Думается, что в своем замечании о недостаточной философичности прозы Шолохова А. А. Фадеев не прав.
Проза Шолохова философична в высшем значении этого слова. В отличие от других писателей философия Шолохова, его «всечеловеческая мысль» удивительно органична и в «Тихом Доне», и в «Судьбе человека», и в «Жеребенке»…
Его философская мысль — в образах, в судьбах героев.
И хорошо, что Шолохов не философствует специально.
Хемингуэй гордился тем, как он написал «Старика и море»: в произведении нет женщины, а читается оно на одном дыхании.
Говорят, это же отметил великий американец и в «Судьбе человека».
У большинства писателей названия книг нейтральны. Но есть названия — философичные, многогранные по мыслям.

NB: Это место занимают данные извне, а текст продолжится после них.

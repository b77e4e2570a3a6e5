//! `SceneAdapter` over a Bevy `World`.
//!
//! Transforms are read from the local `Transform` components and composed up
//! the `Parent` chain, so results are correct within the frame even before
//! Bevy propagates `GlobalTransform`.

use bevy::prelude::*;
use nalgebra::{Quaternion, UnitQuaternion, Vector3};
use std::collections::HashSet;
use valuebox_scene_core::{
    Aabb, Ray, RayHit, SceneAdapter, SceneError, SceneQuery, Transform as CoreTransform,
};

use crate::components::{PickBounds, ValueLabel};
use crate::resources::LabelAssets;

const MAX_DEPTH: usize = 4096;
const LABEL_HALF_EXTENTS: [f32; 3] = [0.3, 0.25, 0.05];

pub fn vec3_to_na(v: Vec3) -> Vector3<f32> {
    Vector3::new(v.x, v.y, v.z)
}

pub fn vec3_from_na(v: &Vector3<f32>) -> Vec3 {
    Vec3::new(v.x, v.y, v.z)
}

pub fn quat_to_na(q: Quat) -> UnitQuaternion<f32> {
    UnitQuaternion::new_normalize(Quaternion::new(q.w, q.x, q.y, q.z))
}

pub fn quat_from_na(q: &UnitQuaternion<f32>) -> Quat {
    let c = q.quaternion().coords;
    Quat::from_xyzw(c.x, c.y, c.z, c.w)
}

pub fn to_core(t: &Transform) -> CoreTransform {
    CoreTransform {
        translation: vec3_to_na(t.translation),
        rotation: quat_to_na(t.rotation),
        scale: vec3_to_na(t.scale),
    }
}

/// Borrowed view of a world as a valuebox scene.
pub struct WorldScene<'w> {
    world: &'w mut World,
}

impl<'w> WorldScene<'w> {
    pub fn new(world: &'w mut World) -> Self {
        Self { world }
    }

    fn local_or_identity(&self, entity: Entity) -> CoreTransform {
        self.world
            .get::<Transform>(entity)
            .map(to_core)
            .unwrap_or_default()
    }

    fn is_ancestor(&self, ancestor: Entity, of: Entity) -> bool {
        let mut cursor = self.parent(of);
        let mut depth = 0;
        while let Some(current) = cursor {
            if current == ancestor {
                return true;
            }
            depth += 1;
            if depth > MAX_DEPTH {
                return false;
            }
            cursor = self.parent(current);
        }
        false
    }

    fn collect_hits(
        &self,
        ray: &Ray,
        entity: Entity,
        world_tf: CoreTransform,
        visited: &mut HashSet<Entity>,
        hits: &mut Vec<RayHit<Entity>>,
    ) {
        if !visited.insert(entity) {
            return;
        }
        if let Some(PickBounds(bounds)) = self.world.get::<PickBounds>(entity) {
            if let Some(distance) = ray.intersect_bounds(&world_tf, bounds) {
                hits.push(RayHit {
                    object: entity,
                    distance,
                    point: ray.point_at(distance),
                });
            }
        }
        for child in self.children(entity) {
            let child_world = world_tf.mul_transform(&self.local_or_identity(child));
            self.collect_hits(ray, child, child_world, visited, hits);
        }
    }
}

impl SceneQuery for WorldScene<'_> {
    type Handle = Entity;

    fn contains(&self, object: Entity) -> bool {
        self.world.get_entity(object).is_some()
    }

    fn parent(&self, object: Entity) -> Option<Entity> {
        self.world.get::<Parent>(object).map(|p| p.get())
    }

    fn children(&self, object: Entity) -> Vec<Entity> {
        self.world
            .get::<Children>(object)
            .map(|c| c.to_vec())
            .unwrap_or_default()
    }

    fn local_transform(&self, object: Entity) -> Result<CoreTransform, SceneError> {
        self.world
            .get::<Transform>(object)
            .map(to_core)
            .ok_or_else(|| SceneError::not_found(object))
    }

    fn world_transform(&self, object: Entity) -> Result<CoreTransform, SceneError> {
        let mut world_tf = self.local_transform(object)?;
        let mut cursor = self.parent(object);
        let mut depth = 0;
        while let Some(parent) = cursor {
            world_tf = self.local_or_identity(parent).mul_transform(&world_tf);
            depth += 1;
            if depth > MAX_DEPTH {
                return Err(SceneError::InvalidHierarchy(format!(
                    "parent chain of {object:?} is too deep"
                )));
            }
            cursor = self.parent(parent);
        }
        Ok(world_tf)
    }

    fn intersect(&self, ray: &Ray, candidates: &[Entity]) -> Vec<RayHit<Entity>> {
        let mut hits = Vec::new();
        let mut visited = HashSet::new();
        for &candidate in candidates {
            if let Ok(world_tf) = self.world_transform(candidate) {
                self.collect_hits(ray, candidate, world_tf, &mut visited, &mut hits);
            }
        }
        hits.sort_by(|a, b| a.distance.total_cmp(&b.distance));
        hits
    }
}

impl SceneAdapter for WorldScene<'_> {
    fn set_local_transform(
        &mut self,
        object: Entity,
        position: Option<Vector3<f32>>,
        rotation: Option<UnitQuaternion<f32>>,
    ) -> Result<(), SceneError> {
        let mut tf = self
            .world
            .get_mut::<Transform>(object)
            .ok_or_else(|| SceneError::not_found(object))?;
        if let Some(p) = position {
            tf.translation = vec3_from_na(&p);
        }
        if let Some(r) = rotation {
            tf.rotation = quat_from_na(&r);
        }
        Ok(())
    }

    fn add_child(&mut self, parent: Entity, child: Entity) -> Result<(), SceneError> {
        if !self.contains(parent) {
            return Err(SceneError::not_found(parent));
        }
        if !self.contains(child) {
            return Err(SceneError::not_found(child));
        }
        if parent == child || self.is_ancestor(child, parent) {
            return Err(SceneError::InvalidHierarchy(format!(
                "{child:?} cannot become a child of its own descendant {parent:?}"
            )));
        }
        self.world.entity_mut(parent).add_child(child);
        Ok(())
    }

    fn remove_child(&mut self, parent: Entity, child: Entity) -> Result<(), SceneError> {
        if self.parent(child) != Some(parent) {
            return Err(SceneError::InvalidHierarchy(format!(
                "{child:?} is not a child of {parent:?}"
            )));
        }
        self.world.entity_mut(parent).remove_children(&[child]);
        Ok(())
    }

    fn create_label(&mut self, text: &str) -> Result<Entity, SceneError> {
        let ready = self
            .world
            .get_resource::<LabelAssets>()
            .map_or(true, |assets| assets.ready);
        if !ready {
            return Err(SceneError::ResourceNotReady);
        }
        let entity = self
            .world
            .spawn((
                Name::new(format!("value:{text}")),
                ValueLabel {
                    text: text.to_string(),
                },
                PickBounds(Aabb::from_half_extents(Vector3::from(LABEL_HALF_EXTENTS))),
                SpatialBundle::default(),
            ))
            .id();
        Ok(entity)
    }

    fn destroy(&mut self, object: Entity) -> Result<(), SceneError> {
        let entity = self
            .world
            .get_entity_mut(object)
            .ok_or_else(|| SceneError::not_found(object))?;
        entity.despawn_recursive();
        Ok(())
    }
}

#[cfg(test)]
mod tests {
    use super::*;

    fn spawn_at(world: &mut World, x: f32) -> Entity {
        world
            .spawn(SpatialBundle::from_transform(Transform::from_xyz(x, 0.0, 0.0)))
            .id()
    }

    #[test]
    fn world_transform_composes_parent_chain() {
        let mut world = World::new();
        let parent = spawn_at(&mut world, 2.0);
        let child = spawn_at(&mut world, 1.0);
        world.entity_mut(parent).add_child(child);
        let scene = WorldScene::new(&mut world);
        let pos = scene.world_position(child).unwrap();
        assert_eq!(pos, Vector3::new(3.0, 0.0, 0.0));
        assert_eq!(scene.parent(child), Some(parent));
        assert_eq!(scene.children(parent), vec![child]);
    }

    #[test]
    fn reparent_and_detach() {
        let mut world = World::new();
        let a = spawn_at(&mut world, 0.0);
        let b = spawn_at(&mut world, 0.0);
        let mut scene = WorldScene::new(&mut world);
        scene.add_child(a, b).unwrap();
        assert!(matches!(
            scene.add_child(b, a),
            Err(SceneError::InvalidHierarchy(_))
        ));
        scene.remove_child(a, b).unwrap();
        assert_eq!(scene.parent(b), None);
        assert!(scene.remove_child(a, b).is_err());
    }

    #[test]
    fn labels_respect_asset_readiness() {
        let mut world = World::new();
        world.insert_resource(LabelAssets { ready: false });
        let mut scene = WorldScene::new(&mut world);
        assert_eq!(scene.create_label("1"), Err(SceneError::ResourceNotReady));
        drop(scene);
        world.resource_mut::<LabelAssets>().ready = true;
        let mut scene = WorldScene::new(&mut world);
        let label = scene.create_label("1").unwrap();
        scene.destroy(label).unwrap();
        assert!(!scene.contains(label));
    }

    #[test]
    fn quaternion_conversion_round_trips() {
        let q = Quat::from_rotation_y(0.7) * Quat::from_rotation_x(-0.2);
        let back = quat_from_na(&quat_to_na(q));
        assert!(back.abs_diff_eq(q, 1e-6));
    }
}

«Война и мир»… Это и понятие: сражение и мир. Но более важно философичное: война и мир — планета, война и человечество. Или толстовское же — «Воскресение». Или хемингуэевское «По ком звонит колокол».
Так и у Шолохова.
«Тихий Дон». Традиционный песенный образ. Но, прочитав название, читаешь эпиграфы, и уже душа взволнована. Потом тысячу раз думаешь о «тишине» Дона, переживая трагические судьбы людей его…
«Лазоревая степь». Та же контрастность. Беспощадная борьба людей на фоне чарующей степи в лазоревом цвете.
«Поднятая целина». Это — конкретно — вспашка новых земель гремяченским колхозом. Но главное, по трактовке того времени, это поднятая целина крестьянского сознания.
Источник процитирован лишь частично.